INPUT DATA Start Marker

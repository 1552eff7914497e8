#![no_main]

use libfuzzer_sys::fuzz_target;
use sfj_decoder::event::parse_event;
use sfj_decoder::DecoderState;

// Fuzz target: the event parser against an arbitrary already-framed
// window, with a populated decoder state so metadata overrides and
// index_time_delta resolution are exercised. Catches bugs in:
// - extended-header skipping
// - metadata block parsing
// - window-truncation-to-Malformed mapping
// - UTF-8-lossy message decoding
fuzz_target!(|data: &[u8]| {
    let mut state = DecoderState::new();
    state.hosts.push("fuzz-host".to_string());
    state.sources.push("fuzz-source".to_string());
    state.sourcetypes.push("fuzz-sourcetype".to_string());
    state.active_host_idx = Some(0);
    state.active_source_idx = Some(0);
    state.active_sourcetype_idx = Some(0);
    state.base_time = Some(1_700_000_000);

    let _ = parse_event(data, &state);
});
//! Commands and their routing identity
//!
//! A command carries two routing keys: the `(cid, mid)` pair the issuing
//! commander chose (used to address the eventual replies back to it) and the
//! `(cid, mid)` pair the hub assigns when the command is forwarded to an
//! actor. The `xid` is the hub's own process-wide identity for the command and
//! is independent of either peer's numbering.

use std::sync::atomic::{AtomicU64, Ordering};
use std::time::Instant;

/// Connection id / message id pair used to correlate replies with commands
#[derive(Debug, Clone, Copy, PartialEq, Eq, Hash, Default)]
pub struct RoutingKey {
    /// Connection id
    pub cid: u32,
    /// Message id
    pub mid: u32,
}

impl RoutingKey {
    /// Create a routing key
    pub fn new(cid: u32, mid: u32) -> Self {
        Self { cid, mid }
    }
}

impl std::fmt::Display for RoutingKey {
    fn fmt(&self, f: &mut std::fmt::Formatter<'_>) -> std::fmt::Result {
        write!(f, "{}.{}", self.cid, self.mid)
    }
}

/// Process-wide command id allocator
#[derive(Debug, Default)]
pub struct XidCounter(AtomicU64);

impl XidCounter {
    /// Create a counter starting at 1; xid 0 is reserved for the hub's own
    /// diagnostic channel.
    pub fn new() -> Self {
        Self(AtomicU64::new(1))
    }

    /// Allocate the next xid
    pub fn next(&self) -> u64 {
        self.0.fetch_add(1, Ordering::Relaxed)
    }
}

/// One request traveling through the hub
#[derive(Debug, Clone)]
pub struct Command {
    /// Process-wide unique id
    pub xid: u64,

    /// When the command entered the hub
    pub created_at: Instant,

    /// Issuing commander identity ("program.user")
    pub commander: String,

    /// Routing key the commander supplied; replies are addressed with it
    pub commander_key: RoutingKey,

    /// Target actor or vocabulary word name
    pub target: String,

    /// Raw command text after the target name
    pub text: String,

    /// Routing key assigned when forwarded to an actor; unset until then
    pub actor_key: Option<RoutingKey>,

    /// Commands that never reach a terminal state (the hub's own channel)
    pub never_done: bool,

    /// Cleared when a terminal reply is produced or the owner disappears
    pub alive: bool,
}

impl Command {
    /// Create a new live command
    pub fn new(
        xid: u64,
        commander: impl Into<String>,
        commander_key: RoutingKey,
        target: impl Into<String>,
        text: impl Into<String>,
    ) -> Self {
        Self {
            xid,
            created_at: Instant::now(),
            commander: commander.into(),
            commander_key,
            target: target.into(),
            text: text.into(),
            actor_key: None,
            never_done: false,
            alive: true,
        }
    }

    /// Create the hub's own never-terminating diagnostic command
    pub fn hub_channel(commander: impl Into<String>) -> Self {
        let mut cmd = Self::new(0, commander, RoutingKey::default(), "hub", "(internal)");
        cmd.never_done = true;
        cmd
    }

    /// Program part of the commander identity
    pub fn program(&self) -> &str {
        self.commander
            .split_once('.')
            .map(|(program, _)| program)
            .unwrap_or(&self.commander)
    }
}

#[cfg(test)]
mod tests {
    use super::*;

    #[test]
    fn test_xid_allocation() {
        let counter = XidCounter::new();
        let a = counter.next();
        let b = counter.next();

        assert_ne!(a, 0);
        assert_ne!(a, b);
    }

    #[test]
    fn test_program_extraction() {
        let cmd = Command::new(1, "APO.obs1", RoutingKey::new(3, 7), "tcc", "track");
        assert_eq!(cmd.program(), "APO");

        let bare = Command::new(2, "hub", RoutingKey::default(), "tcc", "ping");
        assert_eq!(bare.program(), "hub");
    }

    #[test]
    fn test_hub_channel_never_done() {
        let cmd = Command::hub_channel("hub.hub");
        assert_eq!(cmd.xid, 0);
        assert!(cmd.never_done);
        assert!(cmd.alive);
    }
}
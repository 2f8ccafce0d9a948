//! Case-insensitive insertion-ordered map
//!
//! Keyword names on the wire are matched without regard to case but must be
//! echoed back in the case they were first written with. `Cimap` stores
//! `lowercase -> (original key, value)` plus an insertion-order list of the
//! lowercase keys, so enumeration is deterministic and case-preserving.

use std::collections::HashMap;

/// Case-insensitive, insertion-ordered map
#[derive(Debug, Clone, PartialEq)]
pub struct Cimap<V> {
    slots: HashMap<String, (String, V)>,
    order: Vec<String>,
}

impl<V> Default for Cimap<V> {
    fn default() -> Self {
        Self::new()
    }
}

impl<V> Cimap<V> {
    /// Create an empty map
    pub fn new() -> Self {
        Self {
            slots: HashMap::new(),
            order: Vec::new(),
        }
    }

    /// Number of entries
    pub fn len(&self) -> usize {
        self.order.len()
    }

    /// True if the map holds no entries
    pub fn is_empty(&self) -> bool {
        self.order.is_empty()
    }

    /// Insert a value, replacing any entry whose key matches case-insensitively.
    ///
    /// A replaced entry keeps its position in the iteration order but takes on
    /// the newly written key case.
    pub fn insert(&mut self, key: impl Into<String>, value: V) -> Option<V> {
        let key = key.into();
        let folded = key.to_ascii_lowercase();
        match self.slots.insert(folded.clone(), (key, value)) {
            Some((_, old)) => Some(old),
            None => {
                self.order.push(folded);
                None
            }
        }
    }

    /// Look up a value by key, case-insensitively
    pub fn get(&self, key: &str) -> Option<&V> {
        self.slots.get(&key.to_ascii_lowercase()).map(|(_, v)| v)
    }

    /// Look up a value mutably by key, case-insensitively
    pub fn get_mut(&mut self, key: &str) -> Option<&mut V> {
        self.slots
            .get_mut(&key.to_ascii_lowercase())
            .map(|(_, v)| v)
    }

    /// Look up the originally written key case and the value
    pub fn get_entry(&self, key: &str) -> Option<(&str, &V)> {
        self.slots
            .get(&key.to_ascii_lowercase())
            .map(|(orig, v)| (orig.as_str(), v))
    }

    /// True if a key is present, case-insensitively
    pub fn contains(&self, key: &str) -> bool {
        self.slots.contains_key(&key.to_ascii_lowercase())
    }

    /// Remove an entry by key, case-insensitively
    pub fn remove(&mut self, key: &str) -> Option<V> {
        let folded = key.to_ascii_lowercase();
        let removed = self.slots.remove(&folded);
        if removed.is_some() {
            self.order.retain(|k| k != &folded);
        }
        removed.map(|(_, v)| v)
    }

    /// Iterate entries in insertion order as `(original key, value)`
    pub fn iter(&self) -> impl Iterator<Item = (&str, &V)> {
        self.order.iter().filter_map(move |folded| {
            self.slots.get(folded).map(|(orig, v)| (orig.as_str(), v))
        })
    }

    /// Iterate originally written key names in insertion order
    pub fn names(&self) -> impl Iterator<Item = &str> {
        self.iter().map(|(name, _)| name)
    }

    /// Drop every entry
    pub fn clear(&mut self) {
        self.slots.clear();
        self.order.clear();
    }
}
//! Operator messaging word
//!
//! `msg <anything>` broadcasts the text to every listener whose taster
//! accepts the `msg` source or the `message` keyword. The hub adds the
//! sender's identity so recipients know who is talking.

use crate::hub::state::HubState;
use crate::msg::{Command, KeyValue, KeyValues, Reply, ReplyFlag};

use super::{PseudoActor, WordError};

/// The `msg` word
pub struct MsgWord;

impl PseudoActor for MsgWord {
    fn name(&self) -> &'static str {
        "msg"
    }

    fn handle(&self, _state: &mut HubState, cmd: &Command) -> Result<Vec<Reply>, WordError> {
        let text = cmd.text.trim();
        if text.is_empty() {
            return Err(WordError::new("usage: msg <text>"));
        }

        let mut keys = KeyValues::new();
        keys.insert("from", KeyValue::Scalar(cmd.commander.clone()));
        keys.insert("message", KeyValue::Scalar(text.to_string()));

        Ok(vec![
            Reply::new(cmd.xid, ReplyFlag::Info, self.name(), keys),
            Reply::new(cmd.xid, ReplyFlag::Done, self.name(), KeyValues::new()),
        ])
    }
}
//! Per-commander reply filter
//!
//! Every commander connection carries a taster deciding which replies it
//! receives. A reply is tasted against three dimensions: the source actor
//! name, the identity of the commander that issued the owning command, and
//! the keyword names in the reply. Matching any dimension delivers the
//! reply. The `*` sentinel in the actor or keyword set matches everything in
//! that dimension. Filters are mutated live while the connection is up.

use std::collections::HashSet;

use crate::msg::KeyValues;

/// Wildcard sentinel matching anything in its dimension
pub const WILDCARD: &str = "*";

/// Reply filter for one commander connection
#[derive(Debug, Clone, Default)]
pub struct Taster {
    actors: HashSet<String>,
    commanders: HashSet<String>,
    keywords: HashSet<String>,
}

/// Which dimension a filter mutation addresses
#[derive(Debug, Clone, Copy, PartialEq, Eq)]
pub enum Dimension {
    Actors,
    Commanders,
    Keywords,
}

impl Dimension {
    /// Parse a dimension name as used by the hub filter verbs
    pub fn from_name(name: &str) -> Option<Self> {
        match name.to_ascii_lowercase().as_str() {
            "actors" | "actor" => Some(Dimension::Actors),
            "commanders" | "commander" | "cmdrs" => Some(Dimension::Commanders),
            "keys" | "keywords" | "key" => Some(Dimension::Keywords),
            _ => None,
        }
    }
}

impl Taster {
    /// Create an empty taster matching nothing
    pub fn new() -> Self {
        Self::default()
    }

    /// Create the default taster for a freshly connected commander: it hears
    /// its own replies and nothing else until it widens the filter.
    pub fn for_commander(identity: &str) -> Self {
        let mut taster = Self::new();
        taster.add(Dimension::Commanders, identity);
        taster
    }

    /// Add one name to a dimension
    pub fn add(&mut self, dimension: Dimension, name: &str) {
        self.set_mut(dimension).insert(name.to_ascii_lowercase());
    }

    /// Remove one name from a dimension
    pub fn remove(&mut self, dimension: Dimension, name: &str) {
        self.set_mut(dimension).remove(&name.to_ascii_lowercase());
    }

    /// Replace one dimension wholesale
    pub fn set(&mut self, dimension: Dimension, names: impl IntoIterator<Item = String>) {
        let set = self.set_mut(dimension);
        set.clear();
        set.extend(names.into_iter().map(|n| n.to_ascii_lowercase()));
    }

    /// Decide whether a reply is delivered
    pub fn taste(&self, source: &str, commander: &str, keys: &KeyValues) -> bool {
        if self.actors.contains(WILDCARD) || self.keywords.contains(WILDCARD) {
            return true;
        }
        if self.actors.contains(&source.to_ascii_lowercase()) {
            return true;
        }
        if self.commanders.contains(&commander.to_ascii_lowercase()) {
            return true;
        }
        keys.names()
            .any(|name| self.keywords.contains(&name.to_ascii_lowercase()))
    }

    /// Snapshot one dimension, sorted for stable display
    pub fn dimension(&self, dimension: Dimension) -> Vec<String> {
        let set = match dimension {
            Dimension::Actors => &self.actors,
            Dimension::Commanders => &self.commanders,
            Dimension::Keywords => &self.keywords,
        };
        let mut names: Vec<String> = set.iter().cloned().collect();
        names.sort();
        names
    }

    fn set_mut(&mut self, dimension: Dimension) -> &mut HashSet<String> {
        match dimension {
            Dimension::Actors => &mut self.actors,
            Dimension::Commanders => &mut self.commanders,
            Dimension::Keywords => &mut self.keywords,
        }
    }
}
//! Replies
//!
//! A reply is one line of output attributed to a command. The flag classifies
//! it; `:`/`f`/`F` flags are terminal and end the owning command's life.

use super::keys::KeyValues;

/// Reply severity / lifecycle flag
///
/// Wire characters:
/// ```text
/// i - info
/// w - warn
/// d - diagnostic
/// : - finished, ok
/// f - finished, failed (recoverable)
/// F - finished, failed (fatal to the producing connection)
/// ```
#[derive(Debug, Clone, Copy, PartialEq, Eq)]
pub enum ReplyFlag {
    Info,
    Warn,
    Diagnostic,
    Done,
    Failed,
    Fatal,
}

impl ReplyFlag {
    /// Parse a wire flag character
    pub fn from_char(c: char) -> Option<Self> {
        match c {
            'i' => Some(ReplyFlag::Info),
            'w' => Some(ReplyFlag::Warn),
            'd' => Some(ReplyFlag::Diagnostic),
            ':' => Some(ReplyFlag::Done),
            'f' => Some(ReplyFlag::Failed),
            'F' => Some(ReplyFlag::Fatal),
            _ => None,
        }
    }

    /// Wire flag character
    pub fn as_char(self) -> char {
        match self {
            ReplyFlag::Info => 'i',
            ReplyFlag::Warn => 'w',
            ReplyFlag::Diagnostic => 'd',
            ReplyFlag::Done => ':',
            ReplyFlag::Failed => 'f',
            ReplyFlag::Fatal => 'F',
        }
    }

    /// True for flags that end the owning command
    pub fn is_terminal(self) -> bool {
        matches!(self, ReplyFlag::Done | ReplyFlag::Failed | ReplyFlag::Fatal)
    }

    /// True for the failure flavors of terminal flags
    pub fn is_failure(self) -> bool {
        matches!(self, ReplyFlag::Failed | ReplyFlag::Fatal)
    }
}

impl std::fmt::Display for ReplyFlag {
    fn fmt(&self, f: &mut std::fmt::Formatter<'_>) -> std::fmt::Result {
        write!(f, "{}", self.as_char())
    }
}

/// One line of output attributed to a command
#[derive(Debug, Clone)]
pub struct Reply {
    /// Owning command xid
    pub xid: u64,

    /// Severity / lifecycle flag
    pub flag: ReplyFlag,

    /// Keyword values, insertion order preserved
    pub keys: KeyValues,

    /// Reporting source; defaults to the actor name, but pseudo-actors may
    /// relabel (the keyword cache word reports as `keys_<actor>`)
    pub source: String,

    /// When false, only the owning commander sees the keys; other listeners
    /// learn at most that the command finished
    pub broadcast: bool,
}

impl Reply {
    /// Create a broadcast reply
    pub fn new(xid: u64, flag: ReplyFlag, source: impl Into<String>, keys: KeyValues) -> Self {
        Self {
            xid,
            flag,
            keys,
            source: source.into(),
            broadcast: true,
        }
    }

    /// Mark this reply visible only to the owning commander
    pub fn private(mut self) -> Self {
        self.broadcast = false;
        self
    }

    /// True for replies that end the owning command
    pub fn is_terminal(&self) -> bool {
        self.flag.is_terminal()
    }
}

INPUT DATA End Marker

EXERCISE REQUIREMENTS: From the data above, output only the lines between the line containing "Dimension::Commanders => &mut" and the line containing "flags that end the owning command", inclusive, exactly as written.

EXERCISE SOLUTION:
            Dimension::Commanders => &mut self.commanders,
            Dimension::Keywords => &mut self.keywords,
        }
    }
}
//! Replies
//!
//! A reply is one line of output attributed to a command. The flag classifies
//! it; `:`/`f`/`F` flags are terminal and end the owning command's life.

use super::keys::KeyValues;

/// Reply severity / lifecycle flag
///
/// Wire characters:
/// ```text
/// i - info
/// w - warn
/// d - diagnostic
/// : - finished, ok
/// f - finished, failed (recoverable)
/// F - finished, failed (fatal to the producing connection)
/// ```
#[derive(Debug, Clone, Copy, PartialEq, Eq)]
pub enum ReplyFlag {
    Info,
    Warn,
    Diagnostic,
    Done,
    Failed,
    Fatal,
}

impl ReplyFlag {
    /// Parse a wire flag character
    pub fn from_char(c: char) -> Option<Self> {
        match c {
            'i' => Some(ReplyFlag::Info),
            'w' => Some(ReplyFlag::Warn),
            'd' => Some(ReplyFlag::Diagnostic),
            ':' => Some(ReplyFlag::Done),
            'f' => Some(ReplyFlag::Failed),
            'F' => Some(ReplyFlag::Fatal),
            _ => None,
        }
    }

    /// Wire flag character
    pub fn as_char(self) -> char {
        match self {
            ReplyFlag::Info => 'i',
            ReplyFlag::Warn => 'w',
            ReplyFlag::Diagnostic => 'd',
            ReplyFlag::Done => ':',
            ReplyFlag::Failed => 'f',
            ReplyFlag::Fatal => 'F',
        }
    }

    /// True for flags that end the owning command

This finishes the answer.